Data extracted from a collection
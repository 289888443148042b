//! # TutorLink Core
//!
//! Core types, errors, and utilities for the TutorLink client.
//!
//! This crate provides foundational types used throughout the client:
//!
//! - [`errors`]: Client error taxonomy and status-to-message mapping
//! - [`pagination`]: The backend's `{count, next, previous, results}` envelope
//! - [`serde`]: Custom serde deserialization helpers for backend quirks
//! - [`settle`]: All-settled aggregation for batch operations
//!
//! # Example
//!
//! ```ignore
//! use tutorlink_core::errors::ApiError;
//! use tutorlink_core::pagination::{Paginated, PageQuery};
//!
//! // Map a failed response into a user-facing message
//! let error = ApiError::from_response(401, r#"{"detail":"Invalid token."}"#);
//! assert_eq!(error.user_message(), "Your session has expired. Please sign in again.");
//!
//! // Page-based query parameters
//! let query = PageQuery::default();
//! let page_size = query.page_size();
//! ```

pub mod errors;
pub mod pagination;
pub mod serde;
pub mod settle;

// Re-export commonly used types at crate root
pub use errors::{ApiError, ErrorKind};
pub use pagination::{PageQuery, Paginated};
pub use settle::{BatchSummary, settle_all};
use std::sync::{Arc, Mutex, MutexGuard, PoisonError};

use tracing::{debug, instrument};

use tutorlink_auth::TokenStore;
use tutorlink_config::RealtimeConfig;
use tutorlink_core::{ApiError, PageQuery};
use tutorlink_models::payments::{ApprovalDecisionDto, PurchaseApproval, PurchaseApprovalStatus};
use tutorlink_models::{ParentId, PurchaseApprovalId, RealtimeEvent};
use tutorlink_realtime::{
    ConnectionState, StreamError, StreamManager, StreamMessage, StreamOptions, Subscription,
};

use super::service::PaymentService;
use crate::api::ApiClient;

pub fn approvals_stream_path(parent_id: ParentId) -> String {
    format!("/ws/parent/{parent_id}/approvals/")
}

fn lock<T>(mutex: &Mutex<T>) -> MutexGuard<'_, T> {
    mutex.lock().unwrap_or_else(PoisonError::into_inner)
}

/// Inserts or refreshes a pending request; drops one that was decided.
fn upsert(pending: &mut Vec<PurchaseApproval>, approval: PurchaseApproval) {
    pending.retain(|p| p.id != approval.id);
    if approval.status == PurchaseApprovalStatus::Pending {
        pending.push(approval);
        pending.sort_by(|a, b| b.requested_at.cmp(&a.requested_at));
    }
}

/// A parent's pending purchase approvals, kept live by the approvals stream.
pub struct ApprovalInbox {
    parent_id: ParentId,
    manager: StreamManager,
    pending: Arc<Mutex<Vec<PurchaseApproval>>>,
    _messages: Subscription,
}

impl ApprovalInbox {
    pub fn new(
        config: &RealtimeConfig,
        tokens: &TokenStore,
        parent_id: ParentId,
    ) -> Result<Self, StreamError> {
        let options = StreamOptions::from_config(
            config,
            &approvals_stream_path(parent_id),
            tokens.token().as_deref(),
        )?;
        Ok(Self::with_manager(parent_id, StreamManager::new(options)))
    }

    pub fn with_manager(parent_id: ParentId, manager: StreamManager) -> Self {
        let pending = Arc::new(Mutex::new(Vec::new()));
        let sink = Arc::clone(&pending);
        let messages = manager.on_message(move |message: &StreamMessage| {
            match message.decode::<RealtimeEvent>() {
                Ok(RealtimeEvent::PurchaseApprovalNotification(approval)) => {
                    debug!(approval.id = %approval.id, status = ?approval.status, "Purchase approval pushed");
                    upsert(&mut lock(&sink), approval);
                }
                Ok(other) => debug!(kind = other.kind(), "Ignoring non-approval event"),
                Err(e) => debug!(kind = message.kind(), error = %e, "Ignoring unrecognised event"),
            }
        });

        Self {
            parent_id,
            manager,
            pending,
            _messages: messages,
        }
    }

    pub fn parent_id(&self) -> ParentId {
        self.parent_id
    }

    pub fn start(&self) {
        self.manager.connect();
    }

    pub async fn stop(&self) {
        self.manager.disconnect().await;
    }

    /// Loads the requests already waiting before the stream was opened.
    #[instrument(skip(self, api), fields(parent.id = %self.parent_id))]
    pub async fn load(&self, api: &ApiClient) -> Result<usize, ApiError> {
        let page = PaymentService::list_purchase_approvals(
            api,
            Some(PurchaseApprovalStatus::Pending),
            PageQuery::first(50),
        )
        .await?;

        let mut pending = lock(&self.pending);
        for approval in page.results {
            upsert(&mut pending, approval);
        }
        Ok(pending.len())
    }

    /// Pending requests, newest first.
    pub fn pending(&self) -> Vec<PurchaseApproval> {
        lock(&self.pending).clone()
    }

    pub fn pending_count(&self) -> usize {
        lock(&self.pending).len()
    }

    pub async fn approve(
        &self,
        api: &ApiClient,
        id: PurchaseApprovalId,
        reason: Option<String>,
    ) -> Result<PurchaseApproval, ApiError> {
        let decided =
            PaymentService::approve_purchase(api, id, &ApprovalDecisionDto { reason }).await?;
        lock(&self.pending).retain(|p| p.id != id);
        Ok(decided)
    }

    pub async fn reject(
        &self,
        api: &ApiClient,
        id: PurchaseApprovalId,
        reason: Option<String>,
    ) -> Result<PurchaseApproval, ApiError> {
        let decided =
            PaymentService::reject_purchase(api, id, &ApprovalDecisionDto { reason }).await?;
        lock(&self.pending).retain(|p| p.id != id);
        Ok(decided)
    }

    pub fn state(&self) -> ConnectionState {
        self.manager.state()
    }

    pub fn is_stale(&self) -> bool {
        !self.manager.is_connected()
    }

    pub fn stream(&self) -> &StreamManager {
        &self.manager
    }
}
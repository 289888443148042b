//! Student models.

use chrono::{DateTime, NaiveDate, Utc};
use serde::{Deserialize, Serialize};
use tutorlink_core::serde::deserialize_null_default;
use validator::Validate;

use crate::ids::{ParentId, StudentId, TeacherId};

#[derive(Debug, Clone, PartialEq, Serialize, Deserialize)]
pub struct Student {
    pub id: StudentId,
    pub first_name: String,
    pub last_name: String,
    pub email: String,
    #[serde(default)]
    pub grade_level: Option<String>,
    #[serde(default)]
    pub date_of_birth: Option<NaiveDate>,
    #[serde(default)]
    pub parent_id: Option<ParentId>,
    #[serde(default, deserialize_with = "deserialize_null_default")]
    pub teacher_ids: Vec<TeacherId>,
    #[serde(default = "active")]
    pub is_active: bool,
    pub created_at: DateTime<Utc>,
}

fn active() -> bool {
    true
}

impl Student {
    pub fn full_name(&self) -> String {
        format!("{} {}", self.first_name, self.last_name)
    }
}

#[derive(Debug, Clone, Default, PartialEq, Eq, Hash, Serialize)]
pub struct StudentFilterParams {
    #[serde(skip_serializing_if = "Option::is_none")]
    pub search: Option<String>,
    #[serde(skip_serializing_if = "Option::is_none")]
    pub grade_level: Option<String>,
    #[serde(skip_serializing_if = "Option::is_none")]
    pub teacher_id: Option<TeacherId>,
}

#[derive(Debug, Clone, Default, Serialize, Deserialize, Validate)]
pub struct UpdateStudentDto {
    #[validate(length(min = 1, max = 100))]
    #[serde(skip_serializing_if = "Option::is_none")]
    pub first_name: Option<String>,
    #[validate(length(min = 1, max = 100))]
    #[serde(skip_serializing_if = "Option::is_none")]
    pub last_name: Option<String>,
    #[validate(email)]
    #[serde(skip_serializing_if = "Option::is_none")]
    pub email: Option<String>,
    #[validate(length(max = 20))]
    #[serde(skip_serializing_if = "Option::is_none")]
    pub grade_level: Option<String>,
    #[serde(skip_serializing_if = "Option::is_none")]
    pub date_of_birth: Option<NaiveDate>,
}

#[derive(Debug, Clone, Copy, PartialEq, Eq, Serialize, Deserialize)]
pub struct AssignTeacherDto {
    pub teacher_id: TeacherId,
}
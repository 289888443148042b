//! In-app notifications.

pub mod service;
pub mod state;
pub mod unread;

pub use service::NotificationService;
pub use state::NotificationsState;
pub use unread::UnreadCounter;
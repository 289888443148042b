use std::env;
use std::time::Duration;

use url::Url;

use crate::parse_var;

const DEFAULT_API_BASE_URL: &str = "http://localhost:8000/api";
const DEFAULT_TIMEOUT_SECS: u64 = 15;

/// REST API configuration.
///
/// # Environment Variables
///
/// - `API_BASE_URL`: Base URL all REST paths are appended to (default: `http://localhost:8000/api`)
/// - `API_TIMEOUT_SECS`: Per-request timeout in seconds (default: `15`)
#[derive(Clone, Debug, PartialEq, Eq)]
pub struct ApiConfig {
    pub base_url: Url,
    pub timeout_secs: u64,
}

impl Default for ApiConfig {
    fn default() -> Self {
        Self {
            base_url: default_base_url(),
            timeout_secs: DEFAULT_TIMEOUT_SECS,
        }
    }
}

impl ApiConfig {
    pub fn from_env() -> Self {
        Self::from_lookup(|key| env::var(key).ok())
    }

    /// Loads configuration from an arbitrary variable source.
    ///
    /// An unparseable `API_BASE_URL` falls back to the default.
    pub fn from_lookup<F>(lookup: F) -> Self
    where
        F: Fn(&str) -> Option<String>,
    {
        Self {
            base_url: lookup("API_BASE_URL")
                .and_then(|v| Url::parse(v.trim()).ok())
                .unwrap_or_else(default_base_url),
            timeout_secs: parse_var(&lookup, "API_TIMEOUT_SECS")
                .filter(|secs: &u64| *secs > 0)
                .unwrap_or(DEFAULT_TIMEOUT_SECS),
        }
    }

    /// Builds a config pointing at `base_url` with default settings.
    pub fn with_base_url(base_url: Url) -> Self {
        Self {
            base_url,
            ..Self::default()
        }
    }

    pub fn timeout(&self) -> Duration {
        Duration::from_secs(self.timeout_secs)
    }
}

fn default_base_url() -> Url {
    Url::parse(DEFAULT_API_BASE_URL).expect("default API URL is valid")
}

WHAT IS EXPECTED –
In the entries above, please find the line with "pub fn parent_id(&self)" and the line with "pub async fn load(&self, api: &ApiClient)", then write out exactly those two lines and every line between them, and nothing more.

RESPONSE –
    pub fn parent_id(&self) -> ParentId {
        self.parent_id
    }

    pub fn start(&self) {
        self.manager.connect();
    }

    pub async fn stop(&self) {
        self.manager.disconnect().await;
    }

    /// Loads the requests already waiting before the stream was opened.
    #[instrument(skip(self, api), fields(parent.id = %self.parent_id))]
    pub async fn load(&self, api: &ApiClient) -> Result<usize, ApiError> {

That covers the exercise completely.